Gerald E. Loeb

BIO:

Gerald Loeb received his medical degree from Johns Hopkins University and has led research in fundamental neurophysiology and applied neural prosthetics at the US NIH, Queen’s University (Canada) and now University of Southern California. He is Fellow of the US National Academy of Inventors and founder of SynTouch Inc., manufacturers of tactile sensors and a Technology Pioneer of the World Economic Forum.

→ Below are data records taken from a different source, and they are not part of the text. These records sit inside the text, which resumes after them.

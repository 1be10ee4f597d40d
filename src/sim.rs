use crate::assets::Assets;
use crate::config::{DecayCadence, Rules, Settings};
use crate::model::{Item, ItemKind, Pet, Point, Velocity};

#[derive(Clone, Debug)]
pub(crate) enum PlayerAction {
    Click(Point),
    Quit,
}

/// Why a session stopped.
#[derive(Clone, Copy, Debug, PartialEq, Eq)]
pub(crate) enum SessionEnd {
    Quit,
    PetExpired,
}

pub(crate) struct Game {
    rules: Rules,
    menu_bar_height: f32,
    assets: Assets,
    pub(crate) pet: Pet,
    pub(crate) mode: ItemKind,
    pub(crate) item: Option<Item>,
    pub(crate) buttons: [Item; 3],
    pub(crate) velocity: Velocity,
    pub(crate) current_tick: u32,
}

impl Game {
    pub(crate) fn new(settings: &Settings, rules: Rules, assets: Assets) -> Self {
        let bar_mid = settings.menu_bar_height / 2.0;
        let slot = |i: f32| Point::new(i * settings.width / 4.0, bar_mid);
        let buttons = [
            Item::button(ItemKind::Feed, slot(1.0), assets.sprite(ItemKind::Feed)),
            Item::button(ItemKind::Treat, slot(2.0), assets.sprite(ItemKind::Treat)),
            Item::button(ItemKind::Toy, slot(3.0), assets.sprite(ItemKind::Toy)),
        ];
        let pet = Pet::new(
            Point::new(settings.width / 2.0, settings.height / 2.0),
            rules.initial_health,
            rules.max_health,
            rules.initial_happiness,
            rules.max_happiness,
        );

        Self {
            rules,
            menu_bar_height: settings.menu_bar_height,
            assets,
            pet,
            mode: ItemKind::Feed,
            item: None,
            buttons,
            velocity: Velocity::ZERO,
            current_tick: 0,
        }
    }

    pub(crate) fn assets(&self) -> &Assets {
        &self.assets
    }

    pub(crate) fn handle_click(&mut self, pos: Point) {
        if let Some(b) = self.buttons.iter().find(|b| b.hit_test(pos)) {
            if self.mode != b.kind() {
                log::debug!("mode {:?} -> {:?}", self.mode, b.kind());
            }
            self.mode = b.kind();
            return;
        }
        if pos.y < self.menu_bar_height {
            return;
        }
        self.create_item(pos);
    }

    fn create_item(&mut self, pos: Point) {
        let item = Item::place(self.mode, pos, self.assets.sprite(self.mode));
        log::debug!("placed {:?} at ({:.0}, {:.0})", self.mode, pos.x, pos.y);
        self.velocity = seek_velocity(self.pet.pos(), item.pos(), self.rules.speed);
        self.item = Some(item);
    }

    pub(crate) fn handle_item_collision(&mut self) {
        let hit = matches!(&self.item, Some(item) if item.bounds().intersects(&self.pet.current_bounds()));
        if !hit {
            return;
        }
        if let Some(item) = self.item.take() {
            self.pet.consume(&item);
            self.velocity = Velocity::ZERO;
            log::debug!(
                "ate {:?}: health={} happiness={}",
                item.kind(),
                self.pet.health(),
                self.pet.happiness()
            );
        }
    }

    /// Movement plus frame-counted decay.
    pub(crate) fn update_pet(&mut self) {
        self.pet.move_by(self.velocity.dx, self.velocity.dy);
        self.current_tick += 1;

        if self.current_tick % self.rules.health_update_rate == 0 {
            self.pet.apply_health_delta(self.rules.decay_rate);
        }
        let on_period = self.current_tick % self.rules.happiness_update_rate == 0;
        let decay_happiness = match self.rules.happiness_cadence {
            DecayCadence::Periodic => on_period,
            DecayCadence::AllButPeriod => !on_period,
        };
        if decay_happiness {
            self.pet.apply_happiness_delta(self.rules.decay_rate);
        }

        if self.current_tick >= self.rules.tick_reset {
            self.current_tick = 0;
        }
    }

    /// One frame of simulation after input. `Some` means the session is over
    /// and nothing should be drawn this frame.
    pub(crate) fn step(&mut self) -> Option<SessionEnd> {
        self.handle_item_collision();
        if self.pet.is_expired() {
            return Some(SessionEnd::PetExpired);
        }
        self.update_pet();
        None
    }
}

/// Per-axis velocity toward `to`: the dominant axis moves at `speed`, the
/// other proportionally slower.
pub(crate) fn seek_velocity(from: Point, to: Point, speed: f32) -> Velocity {
    let ddx = (from.x - to.x).abs();
    let ddy = (from.y - to.y).abs();
    if ddx == 0.0 && ddy == 0.0 {
        return Velocity::ZERO;
    }

    let (mut dx, mut dy) = if ddx >= ddy {
        (speed, speed * (ddy / ddx))
    } else {
        (speed * (ddx / ddy), speed)
    };
    if from.x > to.x {
        dx = -dx;
    }
    if from.y > to.y {
        dy = -dy;
    }
    Velocity { dx, dy }
}

#[cfg(test)]
mod tests {
    use super::*;
    use crate::assets::Sprite;

    fn assets() -> Assets {
        let s = || Sprite::from_image(image::RgbaImage::new(40, 40));
        Assets::from_sprites([s(), s(), s()])
    }

    fn game_with(rules: Rules) -> Game {
        Game::new(&Settings::default(), rules, assets())
    }

    fn game() -> Game {
        game_with(Rules::default())
    }

    #[test]
    fn seek_along_axes_and_diagonal() {
        let o = Point::new(0.0, 0.0);
        assert_eq!(
            seek_velocity(o, Point::new(10.0, 0.0), 2.0),
            Velocity { dx: 2.0, dy: 0.0 }
        );
        assert_eq!(
            seek_velocity(o, Point::new(0.0, 10.0), 2.0),
            Velocity { dx: 0.0, dy: 2.0 }
        );
        assert_eq!(
            seek_velocity(Point::new(10.0, 10.0), o, 2.0),
            Velocity { dx: -2.0, dy: -2.0 }
        );
    }

    #[test]
    fn seek_scales_the_minor_axis() {
        let v = seek_velocity(Point::new(100.0, 100.0), Point::new(60.0, 120.0), 2.0);
        assert_eq!(v, Velocity { dx: -2.0, dy: 1.0 });
        let v = seek_velocity(Point::new(0.0, 0.0), Point::new(-5.0, -20.0), 4.0);
        assert_eq!(v, Velocity { dx: -1.0, dy: -4.0 });
    }

    #[test]
    fn seek_onto_own_position_is_zero() {
        let p = Point::new(42.0, 7.0);
        assert_eq!(seek_velocity(p, p, 2.0), Velocity::ZERO);
    }

    #[test]
    fn starts_with_fixed_pet_and_buttons() {
        let g = game();
        assert_eq!((g.pet.health(), g.pet.happiness()), (50, 180));
        assert_eq!(g.pet.pos(), Point::new(250.0, 250.0));
        assert_eq!(g.mode, ItemKind::Feed);
        let centers: Vec<_> = g.buttons.iter().map(|b| b.pos()).collect();
        assert_eq!(
            centers,
            vec![
                Point::new(125.0, 50.0),
                Point::new(250.0, 50.0),
                Point::new(375.0, 50.0)
            ]
        );
    }

    #[test]
    fn button_click_switches_mode_without_placing() {
        let mut g = game();
        g.handle_click(Point::new(375.0, 50.0));
        assert_eq!(g.mode, ItemKind::Toy);
        assert!(g.item.is_none());
        g.handle_click(Point::new(250.0, 60.0));
        assert_eq!(g.mode, ItemKind::Treat);
    }

    #[test]
    fn feed_button_wins_inside_dead_zone() {
        let mut g = game();
        g.mode = ItemKind::Toy;
        g.handle_click(Point::new(125.0, 50.0));
        assert_eq!(g.mode, ItemKind::Feed);
        assert!(g.item.is_none());
    }

    #[test]
    fn menu_bar_clicks_off_buttons_are_ignored() {
        let mut g = game();
        g.handle_click(Point::new(20.0, 99.0));
        assert!(g.item.is_none());
        assert_eq!(g.velocity, Velocity::ZERO);
        assert_eq!(g.mode, ItemKind::Feed);
    }

    #[test]
    fn play_area_click_places_item_and_steers() {
        let mut g = game();
        g.handle_click(Point::new(450.0, 250.0));
        let item = g.item.as_ref().unwrap();
        assert_eq!(item.kind(), ItemKind::Feed);
        assert_eq!((item.health_delta(), item.happiness_delta()), (20, 0));
        assert_eq!(g.velocity, Velocity { dx: 2.0, dy: 0.0 });

        g.handle_click(Point::new(450.0, 100.0));
        g.handle_click(Point::new(250.0, 450.0));
        assert_eq!(g.item.as_ref().unwrap().pos(), Point::new(250.0, 450.0));
        assert_eq!(g.velocity, Velocity { dx: 0.0, dy: 2.0 });
    }

    #[test]
    fn consumption_applies_effect_and_stops() {
        let mut g = game();
        g.handle_click(Point::new(260.0, 260.0));
        g.handle_item_collision();
        assert_eq!(g.pet.health(), 70);
        assert_eq!(g.pet.happiness(), 180);
        assert!(g.item.is_none());
        assert_eq!(g.velocity, Velocity::ZERO);
    }

    #[test]
    fn each_mode_round_trips_its_effect() {
        for (button, kind) in [(125.0, ItemKind::Feed), (250.0, ItemKind::Treat), (375.0, ItemKind::Toy)] {
            let mut g = game();
            g.handle_click(Point::new(button, 50.0));
            g.handle_click(Point::new(250.0, 250.0));
            g.handle_item_collision();
            let e = kind.effect();
            assert_eq!(g.pet.health(), 50 + e.health_delta, "{kind:?}");
            assert_eq!(g.pet.happiness(), (180 + e.happiness_delta).min(255), "{kind:?}");
            assert!(g.item.is_none());
        }
    }

    #[test]
    fn distant_item_is_not_consumed() {
        let mut g = game();
        g.handle_click(Point::new(480.0, 480.0));
        g.handle_item_collision();
        assert!(g.item.is_some());
        assert_eq!(g.pet.health(), 50);
    }

    #[test]
    fn pet_walks_to_item_and_eats_it() {
        let mut g = game();
        g.handle_click(Point::new(450.0, 250.0));
        let mut frames = 0;
        while g.item.is_some() {
            assert_eq!(g.step(), None);
            frames += 1;
            assert!(frames < 200, "pet never reached the item");
        }
        assert!(g.pet.pos().x > 250.0);
        assert_eq!(g.velocity, Velocity::ZERO);
    }

    #[test]
    fn health_decays_on_frames_20_40_60() {
        let mut g = game();
        let mut decayed_at = Vec::new();
        for frame in 1..=120 {
            let before = g.pet.health();
            g.update_pet();
            if g.pet.health() < before {
                decayed_at.push(frame);
            }
        }
        assert_eq!(decayed_at, vec![20, 40, 60, 80, 100, 120]);
        assert_eq!(g.current_tick, 0);
    }

    #[test]
    fn counter_resets_after_sixty_frames() {
        let mut g = game();
        for _ in 0..59 {
            g.update_pet();
        }
        assert_eq!(g.current_tick, 59);
        g.update_pet();
        assert_eq!(g.current_tick, 0);
        g.update_pet();
        assert_eq!(g.current_tick, 1);
    }

    #[test]
    fn periodic_happiness_decays_every_sixth_frame() {
        let mut g = game();
        for _ in 0..60 {
            g.update_pet();
        }
        assert_eq!(g.pet.happiness(), 170);
    }

    #[test]
    fn literal_cadence_decays_off_period() {
        let mut rules = Rules::default();
        rules.happiness_cadence = DecayCadence::AllButPeriod;
        let mut g = game_with(rules);
        for _ in 0..6 {
            g.update_pet();
        }
        assert_eq!(g.pet.happiness(), 175);
        for _ in 6..60 {
            g.update_pet();
        }
        assert_eq!(g.pet.happiness(), 130);
    }

    #[test]
    fn movement_follows_velocity() {
        let mut g = game();
        g.velocity = Velocity { dx: -2.0, dy: 1.0 };
        g.update_pet();
        g.update_pet();
        assert_eq!(g.pet.pos(), Point::new(246.0, 252.0));
    }

    #[test]
    fn expired_pet_ends_without_update() {
        let mut g = game();
        g.pet.apply_health_delta(-50);
        g.velocity = Velocity { dx: 2.0, dy: 0.0 };
        assert_eq!(g.step(), Some(SessionEnd::PetExpired));
        assert_eq!(g.current_tick, 0);
        assert_eq!(g.pet.pos(), Point::new(250.0, 250.0));
    }

    #[test]
    fn zero_health_pet_cannot_eat_its_way_back() {
        let mut g = game();
        g.pet.apply_health_delta(-50);
        g.handle_click(Point::new(250.0, 250.0));
        assert!(g.item.is_some());
        assert_eq!(g.step(), Some(SessionEnd::PetExpired));
        assert_eq!(g.pet.health(), 0);
        assert!(g.item.is_some());
    }

    #[test]
    fn eating_can_save_a_dying_pet() {
        let mut g = game();
        g.pet.apply_happiness_delta(-179);
        g.handle_click(Point::new(375.0, 50.0));
        g.handle_click(Point::new(250.0, 250.0));
        assert_eq!(g.step(), None);
        assert_eq!(g.pet.happiness(), 41);
    }

    #[test]
    fn neglected_pet_eventually_expires() {
        let mut g = game();
        let mut frames = 0u32;
        let end = loop {
            if let Some(end) = g.step() {
                break end;
            }
            frames += 1;
            assert!(frames < 10_000);
        };
        assert_eq!(end, SessionEnd::PetExpired);
        // 50 health at 3 per 60 frames
        assert_eq!(frames, 1000);
    }
}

SPEECH TITLE: SELF-ORGANIZING MIDDLEWARE FOR HAPTICALLY ENABLED ROBOTS

ABSTRACT:

The actuators of most robots that operate under human control receive voluntary commands that originate in the cerebral cortex and are mediated by manipulanda or direct brain-machine interfaces for recording neuro-electrical signals. The sensors of those robots provide conscious perceptual feedback to the cerebral cortex via sensory displays (visual, auditory, tactile) or direct brain-machine interfaces for stimulating neuro-electrical signals. Such systems thus bypass the sophisticated circuits of the spinal cord that normally integrate cortical commands with ongoing somatosensory feedback to produce the graceful and robust behaviors required for haptic exploration and dexterous manipulation of unpredictable objects. The design and function of these spinal circuits in humans appear to reflect the mechanical dynamics of human limbs, so they cannot be ported directly to robotic mechatronic limbs that tend to have different dynamics. I will describe a model-based system that develops spinal-like middleware for arbitrary dynamical systems by recapitulating the spontaneous movements and Hebbian learning that occurs during human fetal development.